Marwan menjelaskan, salah satu keunggulan satelit Starlink adalah jangkauannya sudah mencakup secara global, termasuk Indonesia. Selain itu, satelit milik Elon Musk tersebut juga memiliki kapasitas data rate yang besar.
"Sehingga itu bisa dimanfaatkan untuk wilayah yang belum terjangkau, atau wilayah 3T," kata Marwan dalam acara diskusi Selular yang digelar di Jakarta, Senin (27/11/2023).
Menurutnya, satelit Starlink bisa menjadi opsi percepatan layanan internet broadband di wilayah yang belum terjangkau layanan broadband terestrial, termasuk bisa dimanfaatkan oleh penyelenggara seluler sebagai backhaul.
Baca Juga: Twitter X Berpotensi Rugi Rp 1,1 Triliun Buntut Kontroversi Anti Yahudi Elon Musk
Sementara untuk kontra, Marwan menyebut kalau satelit Starlink memerlukan biaya mahal. Di Malaysia misalnya, harga perangkat untuk menerima sinyal dari Starlink (sejenis router) bisa tembus Rp 8 juta.
"Starlink di Malaysia ini sudah launching. Expensive (mahal).

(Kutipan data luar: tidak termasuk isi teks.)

impl DeviceList {
    /// Parse a listing body.
    ///
    /// Accepts either the grouped form
    /// `{"groups": {"<gid>": {"members": {"<did>": {...}}}}}` or a flat array
    /// of device records. In the grouped form the map keys supply `id` and
    /// `group_id` when the records do not carry them.
    ///
    /// # Errors
    ///
    /// Returns [`Error::ProtocolError`] for any other shape or for a member
    /// record that fails [`Device::from_json`].
    pub fn from_json(body: &Value) -> Result<Self> {
        match body {
            Value::Array(records) => {
                let devices = records
                    .iter()
                    .map(Device::from_json)
                    .collect::<Result<Vec<_>>>()?;
                Ok(Self {
                    devices,
                    groups: Vec::new(),
                })
            }
            Value::Object(map) => match map.get("groups") {
                Some(Value::Object(groups)) => Self::from_groups(groups),
                Some(other) => Err(Error::ProtocolError(format!(
                    "`groups` must be an object, got {}",
                    json_kind(other)
                ))),
                None => Err(Error::ProtocolError(
                    "device listing has no `groups` field".to_string(),
                )),
            },
            other => Err(Error::ProtocolError(format!(
                "expected a device listing, got {}",
                json_kind(other)
            ))),
        }
    }

    fn from_groups(groups: &Map<String, Value>) -> Result<Self> {
        let mut parsed = Vec::with_capacity(groups.len());
        for (group_key, group_value) in groups {
            let group_id = GroupId::parse_str(group_key)?;
            let record = GroupRecord::deserialize(group_value).map_err(|err| {
                Error::ProtocolError(format!("invalid group `{group_key}`: {err}"))
            })?;
            parsed.push((group_id, record));
        }
        parsed.sort_by_key(|(id, _)| *id);

        let mut devices = Vec::new();
        let mut out_groups = Vec::with_capacity(parsed.len());

        for (group_id, record) in parsed {
            let name = record.name.unwrap_or_default();
            let display_name = record.display_name.unwrap_or_else(|| name.clone());

            let mut members = Vec::with_capacity(record.members.len());
            for (device_key, device_value) in &record.members {
                let device_id = DeviceId::parse_str(device_key)?;
                let Value::Object(fields) = device_value else {
                    return Err(Error::ProtocolError(format!(
                        "member `{device_key}` of group `{group_id}` is {}, not an object",
                        json_kind(device_value)
                    )));
                };

                let mut fields = fields.clone();
                fields
                    .entry("id")
                    .or_insert_with(|| Value::from(device_id.get()));
                fields
                    .entry("group_id")
                    .or_insert_with(|| Value::from(group_id.get()));
                if !display_name.is_empty() {
                    fields
                        .entry("group_name")
                        .or_insert_with(|| Value::String(display_name.clone()));
                }
                members.push(Device::from_json(&Value::Object(fields))?);
            }
            members.sort_by_key(|device| device.id);

            out_groups.push(DeviceGroup {
                id: group_id,
                name,
                display_name,
                description: record.description,
                members: members.iter().map(|device| device.id).collect(),
            });
            devices.extend(members);
        }

        Ok(Self {
            devices,
            groups: out_groups,
        })
    }

    /// Keep only devices matching `filter`.
    ///
    /// Group member lists are pruned to the remaining devices and groups left
    /// without members are dropped.
    #[must_use]
    pub fn filter(mut self, filter: &DeviceFilter) -> Self {
        self.devices.retain(|device| filter.matches(device));

        let kept: BTreeSet<DeviceId> = self.devices.iter().map(|device| device.id).collect();
        for group in &mut self.groups {
            group.members.retain(|id| kept.contains(id));
        }
        self.groups.retain(|group| !group.members.is_empty());
        self
    }

    /// Iterate over the devices.
    pub fn iter(&self) -> std::slice::Iter<'_, Device> {
        self.devices.iter()
    }

    /// Number of devices.
    #[must_use]
    pub fn len(&self) -> usize {
        self.devices.len()
    }

    /// True when the listing holds no devices.
    #[must_use]
    pub fn is_empty(&self) -> bool {
        self.devices.is_empty()
    }

    /// Groups in ascending id order. Empty for flat listings.
    #[must_use]
    pub fn groups(&self) -> &[DeviceGroup] {
        &self.groups
    }

    /// First device with the given id.
    #[must_use]
    pub fn find(&self, id: DeviceId) -> Option<&Device> {
        self.devices.iter().find(|device| device.id == id)
    }

    /// Devices listed under `group`.
    pub fn in_group(&self, group: GroupId) -> impl Iterator<Item = &Device> + '_ {
        self.devices
            .iter()
            .filter(move |device| device.group_id == Some(group))
    }

    /// Take the devices out of the list.
    #[must_use]
    pub fn into_vec(self) -> Vec<Device> {
        self.devices
    }
}

impl IntoIterator for DeviceList {
    type Item = Device;
    type IntoIter = std::vec::IntoIter<Device>;

    fn into_iter(self) -> Self::IntoIter {
        self.devices.into_iter()
    }
}

impl<'a> IntoIterator for &'a DeviceList {
    type Item = &'a Device;
    type IntoIter = std::slice::Iter<'a, Device>;

    fn into_iter(self) -> Self::IntoIter {
        self.devices.iter()
    }
}

/// Device-level attributes from the per-device view.
#[derive(Debug, Clone, Serialize, Deserialize, PartialEq)]
pub struct SwitchInfo {
    /// Hostname as learned from the device.
    #[serde(default, skip_serializing_if = "Option::is_none")]
    pub hostname: Option<String>,
    /// Name configured in OpenL2M.
    #[serde(default, skip_serializing_if = "Option::is_none")]
    pub name: Option<String>,
    /// Remaining attributes.
    #[serde(flatten)]
    pub extra: BTreeMap<String, Value>,
}

/// One interface (port) on a device.
#[derive(Debug, Clone, Serialize, Deserialize, PartialEq)]
pub struct Interface {
    /// Interface key used in interface command endpoints.
    pub id: InterfaceId,
    /// Interface name, e.g. `GigabitEthernet1/0/15`.
    pub name: String,
    /// Interface description.
    #[serde(default, skip_serializing_if = "Option::is_none")]
    pub description: Option<String>,
    /// Remaining attributes (status, vlan, PoE, ...).
    #[serde(flatten)]
    pub extra: BTreeMap<String, Value>,
}

impl Interface {
    /// Raw value of an attribute not modelled as a field.
    #[must_use]
    pub fn field(&self, key: &str) -> Option<&Value> {
        self.extra.get(key)
    }
}

/// A VLAN known on a device.
#[derive(Debug, Clone, Serialize, Deserialize, PartialEq)]
pub struct Vlan {
    /// VLAN id.
    pub id: u16,
    /// VLAN name.
    #[serde(default)]
    pub name: String,
    /// Remaining attributes.
    #[serde(flatten)]
    pub extra: BTreeMap<String, Value>,
}

/// Per-device view returned by a device read.
#[derive(Debug, Clone, Serialize, Deserialize, PartialEq)]
pub struct DeviceDetail {
    /// Device attributes.
    pub switch: SwitchInfo,
    /// Interfaces in server order.
    #[serde(default)]
    pub interfaces: Vec<Interface>,
    /// VLANs keyed by id as text.
    #[serde(default)]
    pub vlans: BTreeMap<String, Vlan>,
    /// Further sections; the `details` view adds Ethernet, ARP and LLDP data here.
    #[serde(flatten)]
    pub extra: BTreeMap<String, Value>,
}

impl DeviceDetail {
    /// Parse a device view body.
    ///
    /// # Errors
    ///
    /// Returns [`Error::ProtocolError`] if `switch` is missing or a known
    /// field has the wrong type.
    pub fn from_json(body: &Value) -> Result<Self> {
        Self::deserialize(body)
            .map_err(|err| Error::ProtocolError(format!("invalid device view: {err}")))
    }

    /// Number of interfaces reported.
    #[must_use]
    pub fn interface_count(&self) -> usize {
        self.interfaces.len()
    }

    /// Interface with the given id.
    #[must_use]
    pub fn interface(&self, id: &InterfaceId) -> Option<&Interface> {
        self.interfaces.iter().find(|interface| &interface.id == id)
    }

    /// Hostname, if the device reported one.
    #[must_use]
    pub fn hostname(&self) -> Option<&str> {
        self.switch.hostname.as_deref()
    }

    /// A section not modelled as a field, e.g. LLDP neighbours in the details view.
    #[must_use]
    pub fn section(&self, key: &str) -> Option<&Value> {
        self.extra.get(key)
    }
}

Harganya kira-kira Rp 8 juta," ungkapnya.
Selain itu, kehadiran Starlink juga berpotensi mengancam bisnis penyelenggara telekomunikasi nasional seperti operator seluler, jaringan tertutup (Jartup), hingga penyelenggara Satelit Geostasioner (GSO).

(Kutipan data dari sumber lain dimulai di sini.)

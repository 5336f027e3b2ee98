//! Error types for OpenL2M operations.
//!
//! Every failure of a client call surfaces as one [`Error`] variant. HTTP
//! status codes are mapped onto the variants by the client crates; transport
//! and decoding failures arrive through the `From` conversions below.

use thiserror::Error;

/// Main error type for OpenL2M operations.
#[derive(Error, Debug, Clone, PartialEq, Eq)]
pub enum Error {
    /// Bad construction input (URL, token, timeouts).
    #[error("Configuration error: {0}")]
    ConfigError(String),

    /// The server rejected the credential (HTTP 401/403).
    #[error("Authentication failed: {0}")]
    AuthenticationFailed(String),

    /// Requested resource does not exist (HTTP 404).
    #[error("Not found: {0}")]
    NotFound(String),

    /// The server rejected the request payload (HTTP 400).
    ///
    /// Carries the server message verbatim.
    #[error("{0}")]
    ValidationError(String),

    /// The server failed while handling the request (HTTP 5xx).
    #[error("Server error {status}: {message}")]
    ServerError {
        /// HTTP status code
        status: u16,
        /// Response body or reason
        message: String,
    },

    /// Transport failure: connection refused, DNS, TLS, timeout.
    #[error("Network error: {0}")]
    NetworkError(String),

    /// Response body was not JSON or lacked expected fields.
    #[error("Protocol error: {0}")]
    ProtocolError(String),

    /// Any other non-success HTTP status.
    #[error("HTTP error {status}: {message}")]
    HttpError {
        /// HTTP status code
        status: u16,
        /// Response body or reason
        message: String,
    },
}

/// Specialized result type for OpenL2M operations.
pub type Result<T> = std::result::Result<T, Error>;

impl Error {
    /// Returns the error code for this error type.
    #[must_use]
    pub fn error_code(&self) -> &'static str {
        match self {
            Self::ConfigError(_) => "CONFIG_ERROR",
            Self::AuthenticationFailed(_) => "AUTHENTICATION_FAILED",
            Self::NotFound(_) => "NOT_FOUND",
            Self::ValidationError(_) => "VALIDATION_ERROR",
            Self::ServerError { .. } => "SERVER_ERROR",
            Self::NetworkError(_) => "NETWORK_ERROR",
            Self::ProtocolError(_) => "PROTOCOL_ERROR",
            Self::HttpError { .. } => "HTTP_ERROR",
        }
    }

    /// HTTP status carried by the error, for variants that keep one.
    #[must_use]
    pub const fn status(&self) -> Option<u16> {
        match self {
            Self::ServerError { status, .. } | Self::HttpError { status, .. } => Some(*status),
            _ => None,
        }
    }

    /// Returns true if repeating the same request might succeed.
    #[must_use]
    pub const fn is_retryable(&self) -> bool {
        matches!(self, Self::NetworkError(_) | Self::ServerError { .. })
    }
}

// Conversions from external error types
impl From<reqwest::Error> for Error {
    fn from(err: reqwest::Error) -> Self {
        if err.is_timeout() {
            Self::NetworkError(format!("request timed out: {err}"))
        } else if err.is_decode() {
            Self::ProtocolError(err.to_string())
        } else if err.is_builder() {
            Self::ConfigError(err.to_string())
        } else {
            Self::NetworkError(err.to_string())
        }
    }
}

impl From<url::ParseError> for Error {
    fn from(err: url::ParseError) -> Self {
        Self::ConfigError(format!("invalid URL: {err}"))
    }
}

impl From<serde_json::Error> for Error {
    fn from(err: serde_json::Error) -> Self {
        Self::ProtocolError(err.to_string())
    }
}

impl From<validator::ValidationErrors> for Error {
    fn from(err: validator::ValidationErrors) -> Self {
        Self::ConfigError(err.to_string())
    }
}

Maka dari itu, Marwan menegaskan kalau satelit Starlink perlu diatur Kementerian Komunikasi dan Informatika (Kominfo) sebagai regulator agar tidak mengganggu bisnis yang sudah ada di Tanah Air.
“Untuk yang kontra, jika tidak diatur secara tepat, bisnis Starlink berpotensi bisa mengancam bisnis penyelenggara telko nasional seperti Seluler, Jartup dan penyelenggara satelit GSO,” papar dia.

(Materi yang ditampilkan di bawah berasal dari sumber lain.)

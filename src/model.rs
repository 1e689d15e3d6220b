//! Satisfying assignments.

use crate::literal::{LBool, Var};

/// A tri-valued assignment indexed by variable.
///
/// Values known to the solver are preserved exactly; variables the search
/// never had to assign are reported as [`LBool::Undef`].
#[derive(Debug, Clone, Default)]
pub struct Model {
    values: Vec<LBool>,
}

impl Model {
    pub(crate) fn from_values(values: Vec<LBool>) -> Self {
        Self { values }
    }

    /// Value of a variable.
    #[must_use]
    pub fn value(&self, v: Var) -> LBool {
        self.values.get(v as usize).copied().unwrap_or(LBool::Undef)
    }

    /// Number of variables covered.
    #[must_use]
    pub fn len(&self) -> usize {
        self.values.len()
    }

    /// Check if the model is empty (no search has produced one).
    #[must_use]
    pub fn is_empty(&self) -> bool {
        self.values.is_empty()
    }

    /// Iterate over the values in variable order.
    pub fn iter(&self) -> std::slice::Iter<'_, LBool> {
        self.values.iter()
    }
}

#[cfg(test)]
mod tests {
    use super::*;

    #[test]
    fn test_out_of_range_is_undef() {
        let m = Model::from_values(vec![LBool::True, LBool::False]);
        assert_eq!(m.value(0), LBool::True);
        assert_eq!(m.value(1), LBool::False);
        assert_eq!(m.value(2), LBool::Undef);
    }
}
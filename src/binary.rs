//! Dynamic binary clauses, stamping epochs and branch prefixes.
//!
//! Binary clauses are not clause objects: a clause `(a | b)` lives as `b`
//! in the adjacency of `¬a` and `a` in the adjacency of `¬b`. Additions
//! are logged on the binary trail so a scope pop can delete them in
//! reverse order.
//!
//! `try_add_binary` performs hyper-binary resolution: before `(u | v)` is
//! recorded, the neighbourhoods of `¬u` and `¬v` are stamped and one step
//! of transitive closure is taken in both directions, which may collapse
//! the addition into a unit.
//!
//! Stamps are epoch ids rather than per-call cleared tables; a wrapped
//! epoch zeroes the table and bumps twice so no stale stamp survives.

use crate::literal::{Lit, Var};
use crate::solver::{Lookahead, Mode};
use smallvec::SmallVec;
use tracing::trace;

impl Lookahead {
    /// Record the binary clause `(l1 | l2)`.
    ///
    /// Tautologies are skipped, as is an addition that duplicates the most
    /// recent binary of `l1`.
    pub(crate) fn add_binary(&mut self, l1: Lit, l2: Lit) {
        trace!(l1 = %l1, l2 = %l2, "add binary");
        debug_assert_ne!(l1, l2);
        if l1.negate() == l2 {
            return;
        }
        let idx1 = l1.negate().index();
        if self.binary[idx1].last() == Some(&l2) {
            return;
        }
        self.binary[idx1].push(l2);
        self.binary[l2.negate().index()].push(l1);
        self.binary_trail.push(idx1 as u32);
        self.stats.add_binary += 1;
        if self.config.drat {
            self.validate_binary(l1, l2);
        }
    }

    /// Delete the most recent binary of the literal whose adjacency index
    /// is `idx`. Used only when unwinding the binary trail.
    pub(crate) fn del_binary(&mut self, idx: usize) {
        let l = self.binary[idx]
            .pop()
            .expect("binary adjacency out of sync with binary trail");
        let partner = self.binary[l.negate().index()]
            .pop()
            .expect("binary adjacency out of sync with binary trail");
        assert_eq!(
            partner,
            Lit::from_index(idx).negate(),
            "binary adjacency out of sync with binary trail"
        );
        self.stats.del_binary += 1;
    }

    fn validate_binary(&mut self, l1: Lit, l2: Lit) {
        if self.mode != Mode::Searching || self.proof.is_none() {
            return;
        }
        let mut cls: SmallVec<[Lit; 16]> = SmallVec::from_slice(&self.assumptions);
        cls.push(l1);
        cls.push(l2);
        if let Some(sink) = self.proof.as_mut() {
            sink.add_clause(&cls);
        }
    }

    // ------------------------------------
    // stamping epochs

    pub(crate) fn inc_bstamp(&mut self) {
        self.bstamp_id = self.bstamp_id.wrapping_add(1);
        if self.bstamp_id == 0 {
            self.bstamp_id = 1;
            self.bstamp.fill(0);
        }
    }

    pub(crate) fn inc_istamp(&mut self) {
        self.istamp_id = self.istamp_id.wrapping_add(1);
        if self.istamp_id == 0 {
            self.istamp_id = 1;
            for info in &mut self.lits {
                info.double_lookahead = 0;
            }
        }
    }

    pub(crate) fn set_bstamp(&mut self, l: Lit) {
        self.bstamp[l.index()] = self.bstamp_id;
    }

    pub(crate) fn is_stamped(&self, l: Lit) -> bool {
        self.bstamp[l.index()] == self.bstamp_id
    }

    /// Stamp `l` together with its binary consequences.
    pub(crate) fn set_bstamps(&mut self, l: Lit) {
        self.inc_bstamp();
        self.set_bstamp(l);
        for i in 0..self.binary[l.index()].len() {
            let w = self.binary[l.index()][i];
            self.set_bstamp(w);
        }
    }

    // ------------------------------------
    // hyper-binary resolution

    /// One step of transitive closure for the new binary `(u | v)`.
    ///
    /// Requires all implicants of `¬u` to be stamped. Returns `false` when
    /// a unit was learned instead.
    fn add_tc1(&mut self, u: Lit, v: Lit) -> bool {
        let sz = self.binary[v.index()].len();
        for i in 0..sz {
            let w = self.binary[v.index()][i];
            // ~v | w
            if !self.is_fixed(w) {
                if self.is_stamped(w.negate()) {
                    // u | v, ~v | w, u | ~w  =>  u
                    trace!(unit = %u, "tc1 unit");
                    self.assign(u);
                    return false;
                }
                if self.num_tc1 < self.config.tc1_limit {
                    self.num_tc1 += 1;
                    self.add_binary(u, w);
                }
            }
        }
        true
    }

    /// Add `(u | v)` dynamically, first trying to strengthen it to a unit
    /// through the stamped neighbourhoods of `¬u` and `¬v`.
    pub(crate) fn try_add_binary(&mut self, u: Lit, v: Lit) {
        debug_assert_eq!(self.mode, Mode::Searching);
        debug_assert_ne!(u.var(), v.var());
        self.set_bstamps(u.negate());
        if self.is_stamped(v.negate()) {
            // u | ~v and u | v
            self.assign(u);
        } else if !self.is_stamped(v) && self.add_tc1(u, v) {
            self.set_bstamps(v.negate());
            if self.is_stamped(u.negate()) {
                // v | ~u and u | v
                self.assign(v);
            } else if self.add_tc1(v, u) {
                self.update_prefix(u);
                self.update_prefix(v);
                self.add_binary(u, v);
            }
        }
    }

    // ------------------------------------
    // branch prefixes

    /// Flip the polarity bit of the current depth after a backtrack.
    pub(crate) fn flip_prefix(&mut self) {
        let d = self.trail_lim.len();
        if d < 64 {
            let mask = 1u64 << d;
            self.prefix = mask | (self.prefix & (mask - 1));
        }
    }

    /// Refresh a variable's prefix key when it participates in a new
    /// dynamic binary.
    pub(crate) fn update_prefix(&mut self, l: Lit) {
        let x = l.var() as usize;
        let p = self.vprefix[x].prefix;
        let len = self.vprefix[x].length;
        let mask = (1u64 << len.min(63)) - 1;
        if len as usize >= self.trail_lim.len() || (p & mask) != (self.prefix & mask) {
            self.vprefix[x].length = self.trail_lim.len() as u32;
            self.vprefix[x].prefix = self.prefix;
        }
    }

    /// Does the variable's stored prefix lie on the current branch?
    pub(crate) fn active_prefix(&self, x: Var) -> bool {
        let lvl = self.trail_lim.len() as u32;
        let p = self.vprefix[x as usize].prefix;
        let len = self.vprefix[x as usize].length;
        if len > lvl {
            return false;
        }
        if len == lvl || len >= 63 {
            return self.prefix == p;
        }
        let mask = (1u64 << len) - 1;
        (self.prefix & mask) == (p & mask)
    }
}

#[cfg(test)]
mod tests {
    use crate::solver::test_util::{lit, solver_from};
    use crate::solver::C_FIXED_TRUTH;

    #[test]
    fn test_add_binary_is_symmetric() {
        let mut s = solver_from(&[], 3);
        s.init();
        s.add_binary(lit(1), lit(2));
        assert!(s.binary[lit(-1).index()].contains(&lit(2)));
        assert!(s.binary[lit(-2).index()].contains(&lit(1)));
    }

    #[test]
    fn test_add_binary_skips_tautology_and_duplicate() {
        let mut s = solver_from(&[], 3);
        s.init();
        s.add_binary(lit(1), lit(-1));
        assert_eq!(s.stats.add_binary, 0);
        s.add_binary(lit(1), lit(2));
        s.add_binary(lit(1), lit(2));
        assert_eq!(s.stats.add_binary, 1);
        assert_eq!(s.binary[lit(-1).index()].len(), 1);
    }

    #[test]
    fn test_binary_additions_reversible() {
        let mut s = solver_from(&[&[1, 2, 3], &[4, 5, 6]], 6);
        s.init();
        let sizes: Vec<usize> = s.binary.iter().map(Vec::len).collect();
        s.push(lit(-1), C_FIXED_TRUTH);
        s.add_binary(lit(4), lit(5));
        s.add_binary(lit(5), lit(6));
        s.pop();
        let after: Vec<usize> = s.binary.iter().map(Vec::len).collect();
        assert_eq!(sizes, after);
    }

    #[test]
    fn test_bstamp_epoch_wrap() {
        let mut s = solver_from(&[], 2);
        s.init();
        s.set_bstamp(lit(1));
        assert!(s.is_stamped(lit(1)));
        s.bstamp_id = u32::MAX;
        s.inc_bstamp();
        assert_eq!(s.bstamp_id, 1);
        // the wrapped epoch must not see stale stamps
        assert!(!s.is_stamped(lit(2)));
    }

    #[test]
    fn test_istamp_epoch_wrap_resets_dl_marks() {
        let mut s = solver_from(&[], 2);
        s.init();
        s.istamp_id = u32::MAX;
        s.lits[lit(1).index()].double_lookahead = u32::MAX;
        s.inc_istamp();
        assert_eq!(s.istamp_id, 1);
        assert_eq!(s.lits[lit(1).index()].double_lookahead, 0);
    }

    #[test]
    fn test_try_add_binary_plain_addition() {
        let mut s = solver_from(&[&[-2, 3]], 3);
        s.init();
        s.try_add_binary(lit(-3), lit(2));
        assert!(!s.inconsistent);
        assert!(s.binary[lit(3).index()].contains(&lit(2)));
    }

    #[test]
    fn test_try_add_binary_derives_unit() {
        // (1 | -2) is known, so the stamped neighbourhood of -1 contains
        // -2; adding (1 | 2) resolves to the unit 1
        let mut s = solver_from(&[&[1, -2]], 2);
        s.init();
        s.try_add_binary(lit(1), lit(2));
        assert!(s.is_true(lit(1)));
    }

    #[test]
    fn test_prefix_flip_and_active() {
        let mut s = solver_from(&[&[1, 2, 3]], 3);
        s.init();
        assert!(s.active_prefix(0));
        s.flip_prefix();
        assert_eq!(s.prefix, 1);
        // a variable refreshed on this branch stays active
        s.update_prefix(lit(1));
        assert!(s.active_prefix(0));
    }
}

Baca Juga: Apa Itu Antisemit? Gedung Putih Beri Tuduhan Ini ke Elon Musk
Lebih lanjut, Marwan menegaskan kalau Starlink belum memiliki izin penyelenggara jasa sebagai internet service provider (ISP) di Indonesia.
"Starlink pun masih memakai IP (internet protocol) global sehingga berpotensi ada isu perlindungan data pribadi dan kedaulatan negara,” timpal dia.
Berangkat dari sana, ATSI mengusulkan kepada pemerintah untuk menerapkan kebijakan baru apabila Satelit Starlink benar-benar masuk ke Indonesia. Pertama, Starlink harus masuk sebagai layanan business to business (B2B), bukan langsung ke konsumen alias B2C.
Kedua, satelit Starlink juga harus kerja sama dengan penyelenggara satelit di Indonesia. Ketiga, Satelit Starlink harus memiliki izin landing right atau hak labuh dan izin jartup untuk layanan backhaul.
Keempat, satelit Starlink harus menggunakan alokasi penomoran IP Indonesia. Kelima, lanjut Marwan, mereka harus membangun server serta disaster recovery center (DRC) alias fasilitas untuk memulihkan infrastruktur apabila terjadi bencana.
"Terakhir, mereka harus comply (patuh) terhadap regulasi Lawful Interception (penyadapan legal) di Indonesia, dan sebagai penyelenggara jasa, Starlink harus dikenakan kewajiban untuk membayar BHP (biaya hak penggunaan) telekomunikasi dan USO (universal service obligation),” tandasnya.